Green Dot Corp. has been steadily building its product roster in financial services for the underbanked, with the latest development emerging this week in the form of an expanded focus for the 15-year-old Walmart MoneyCard. The prepaid card, issued by Green Dot Bank and branded by Mastercard or Visa, can now function as a demand-deposit account, with online access for its more than 1 million holders, Green Dot and Walmart announced Thursday.
Services now available on the card include cash back, overdraft protection up to $200, direct deposit, and the ability to earn interest on savings, the companies said, while adding that other features can also be accessed. Yet more services are coming, promised Brandon Thompson, an executive vice president at Pasadena, Calif.-based Green Dot, in a statement.
New and existing customers can tap into the card’s new functions either online or at Walmart’s more than 4,500 stores or at more than 90,000 retail locations in Green Dot’s network, the companies said.

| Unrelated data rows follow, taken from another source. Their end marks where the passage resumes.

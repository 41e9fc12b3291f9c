//! Auditee profile handlers

use axum::{extract::State, response::Json};
use serde::Deserialize;
use tracing::info;
use utoipa::ToSchema;

use audit_store::Auditee;

use crate::{
    error::{api_success, ApiError, ApiResponse},
    server::AuditServer,
    validation::RequestValidation,
    validate_email, validate_length, validate_required,
};

/// Create or update auditee request
#[derive(Debug, Deserialize, ToSchema)]
pub struct UpsertAuditeeRequest {
    /// Display name of the auditee
    pub name: String,
    /// Contact email, used as the upsert key (case-insensitive)
    pub email: String,
    #[serde(default)]
    pub function: Option<String>,
    #[serde(default)]
    pub plant: Option<String>,
    #[serde(default)]
    pub department: Option<String>,
    #[serde(default)]
    pub manager_email: Option<String>,
}

impl RequestValidation for UpsertAuditeeRequest {
    fn validate(&self) -> Result<(), ApiError> {
        validate_required!(self.name, "Name is required");
        validate_length!(self.name, 1, 200, "Name must be 1-200 characters");
        validate_required!(self.email, "Email is required");
        validate_email!(self.email, "Invalid email format");
        if let Some(manager_email) = &self.manager_email {
            validate_email!(manager_email, "Invalid manager email format");
        }
        Ok(())
    }
}

/// Create or update an auditee profile
///
/// Profiles are keyed by lowercased email: submitting the same email
/// again (in any casing) updates the existing profile in place instead
/// of creating a duplicate.
#[utoipa::path(
    post,
    path = "/auditees",
    request_body = UpsertAuditeeRequest,
    responses(
        (status = 200, description = "Auditee profile created or updated", body = Auditee),
        (status = 400, description = "Invalid auditee data")
    ),
    tag = "auditees"
)]
pub async fn upsert_auditee(
    State(server): State<AuditServer>,
    Json(request): Json<UpsertAuditeeRequest>,
) -> Result<Json<ApiResponse<Auditee>>, ApiError> {
    request.validate()?;

    let auditee = server
        .auditee_repo
        .upsert(
            &request.name,
            &request.email,
            request.function.as_deref(),
            request.plant.as_deref(),
            request.department.as_deref(),
            request.manager_email.as_deref(),
        )
        .await?;

    info!(
        auditee_id = %auditee.auditee_id,
        email = %auditee.email,
        "Auditee profile upserted"
    );

    Ok(Json(api_success(auditee)))
}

The new product follows a recent trend by fintechs and other nonbanks to tap into a higher profit potential by offering expanded financial services, particularly services traditionally controlled by banks. A recent example is American Express Co.’s launch earlier this month of a small-business checking account backed by technology from Kabbage, a company it acquired last year.

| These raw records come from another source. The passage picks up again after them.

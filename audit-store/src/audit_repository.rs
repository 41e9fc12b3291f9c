use chrono::Utc;
use sqlx::{Pool, Postgres};
use uuid::Uuid;

use audit_core::score::{self, AnswerOutcome, ScoreSummary};
use audit_core::AuditStatus;

use crate::error::StoreResult;
use crate::models::{Audit, CompletedAudit};

/// Result of completing an audit. `summary` is present only when the score
/// was computed from recorded answers rather than supplied by the caller.
#[derive(Debug, Clone)]
pub struct CompletionOutcome {
    pub audit: CompletedAudit,
    pub summary: Option<ScoreSummary>,
}

/// Repository for audit session operations
#[derive(Debug, Clone)]
pub struct AuditRepository {
    pool: Pool<Postgres>,
}

impl AuditRepository {
    pub fn new(pool: Pool<Postgres>) -> Self {
        Self { pool }
    }

    /// Open a new audit session for an auditee, in progress as of now.
    pub async fn start(
        &self,
        auditee_id: Uuid,
        audit_type: &str,
        questionnaire_version: Option<&str>,
        external_id: Option<&str>,
    ) -> StoreResult<Audit> {
        let audit = sqlx::query_as::<_, Audit>(
            r#"
            INSERT INTO audits (
                audit_id, auditee_id, audit_type, questionnaire_version,
                external_id, status, started_at
            ) VALUES ($1, $2, $3, $4, $5, $6, $7)
            RETURNING audit_id, auditee_id, audit_type, questionnaire_version,
                      external_id, status, started_at, ended_at, score_global
            "#,
        )
        .bind(Uuid::new_v4())
        .bind(auditee_id)
        .bind(audit_type)
        .bind(questionnaire_version)
        .bind(external_id)
        .bind(AuditStatus::InProgress.as_str())
        .bind(Utc::now())
        .fetch_one(&self.pool)
        .await?;

        Ok(audit)
    }

    /// Whether an audit with this identifier exists.
    pub async fn exists(&self, audit_id: Uuid) -> StoreResult<bool> {
        let row: Option<(Uuid,)> = sqlx::query_as("SELECT audit_id FROM audits WHERE audit_id = $1")
            .bind(audit_id)
            .fetch_optional(&self.pool)
            .await?;

        Ok(row.is_some())
    }

    /// Mark an audit completed, resolving its global score.
    ///
    /// An explicit score is stored verbatim. Without one, every recorded
    /// answer of the audit is read back and aggregated with the
    /// OR-across-attempts rule; zero answers score 0.0. Returns `None`
    /// when the audit does not exist. Completing an already-completed
    /// audit overwrites its end timestamp and score.
    pub async fn complete(
        &self,
        audit_id: Uuid,
        explicit_score: Option<f64>,
    ) -> StoreResult<Option<CompletionOutcome>> {
        let mut tx = self.pool.begin().await?;

        let existing: Option<(Uuid,)> =
            sqlx::query_as("SELECT audit_id FROM audits WHERE audit_id = $1")
                .bind(audit_id)
                .fetch_optional(&mut *tx)
                .await?;
        if existing.is_none() {
            return Ok(None);
        }

        let (score_global, summary) = match explicit_score {
            Some(score) => (score, None),
            None => {
                let rows: Vec<(Uuid, Option<bool>)> = sqlx::query_as(
                    "SELECT question_id, is_compliant FROM answers WHERE audit_id = $1",
                )
                .bind(audit_id)
                .fetch_all(&mut *tx)
                .await?;

                let outcomes: Vec<AnswerOutcome> = rows
                    .into_iter()
                    .map(|(question_id, is_compliant)| {
                        AnswerOutcome::new(question_id, is_compliant)
                    })
                    .collect();

                let summary = score::summarize(&outcomes);
                (summary.score, Some(summary))
            }
        };

        let audit = sqlx::query_as::<_, CompletedAudit>(
            r#"
            UPDATE audits
            SET status = $2, ended_at = $3, score_global = $4
            WHERE audit_id = $1
            RETURNING audit_id, status, ended_at, score_global
            "#,
        )
        .bind(audit_id)
        .bind(AuditStatus::Completed.as_str())
        .bind(Utc::now())
        .bind(score_global)
        .fetch_one(&mut *tx)
        .await?;

        tx.commit().await?;

        Ok(Some(CompletionOutcome { audit, summary }))
    }
}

The expansion of the MoneyCard into demand-deposit services “speaks to the encroachment of alternative banking options for consumers and small businesses,” says Patricia Hewitt, principal at PG Research and Advisory Services, a Savannah, Ga.-based consultancy. “Offering DDA services direct to consumers closes in on the last mile of traditional banking services.”
The card also represents another thrust by Green Dot into financial services for its consumer base. Earlier this year, it launched Go2Bank, a mobile bank account offering credit and debit cards, direct deposit, and a savings account. The product is aimed at gig workers and others stretching their incomes between paychecks. In February, Green Dot chief executive Dan Henry pronounced it the 22-year-old company’s most successful launch.
Banking services depend on Green Dot Bank, an institution the company acquired in December 2011. The bank then was called Bonneville Bancorp but was rechristened soon after the acquisition. To help prepare for its expanded mission in banking services for consumers, Green Dot in February hired Amit Parikh from Apple Inc. to run Green Dot’s banking-as-a-service franchise.
Walmart and Green Dot are also investing in acquiring new customers for the beefed-up MoneyCard. On Thursday, they announced new holders who activate the card in a store or online can get a $20 bonus by making a deposit of $500 or more by Aug. 15.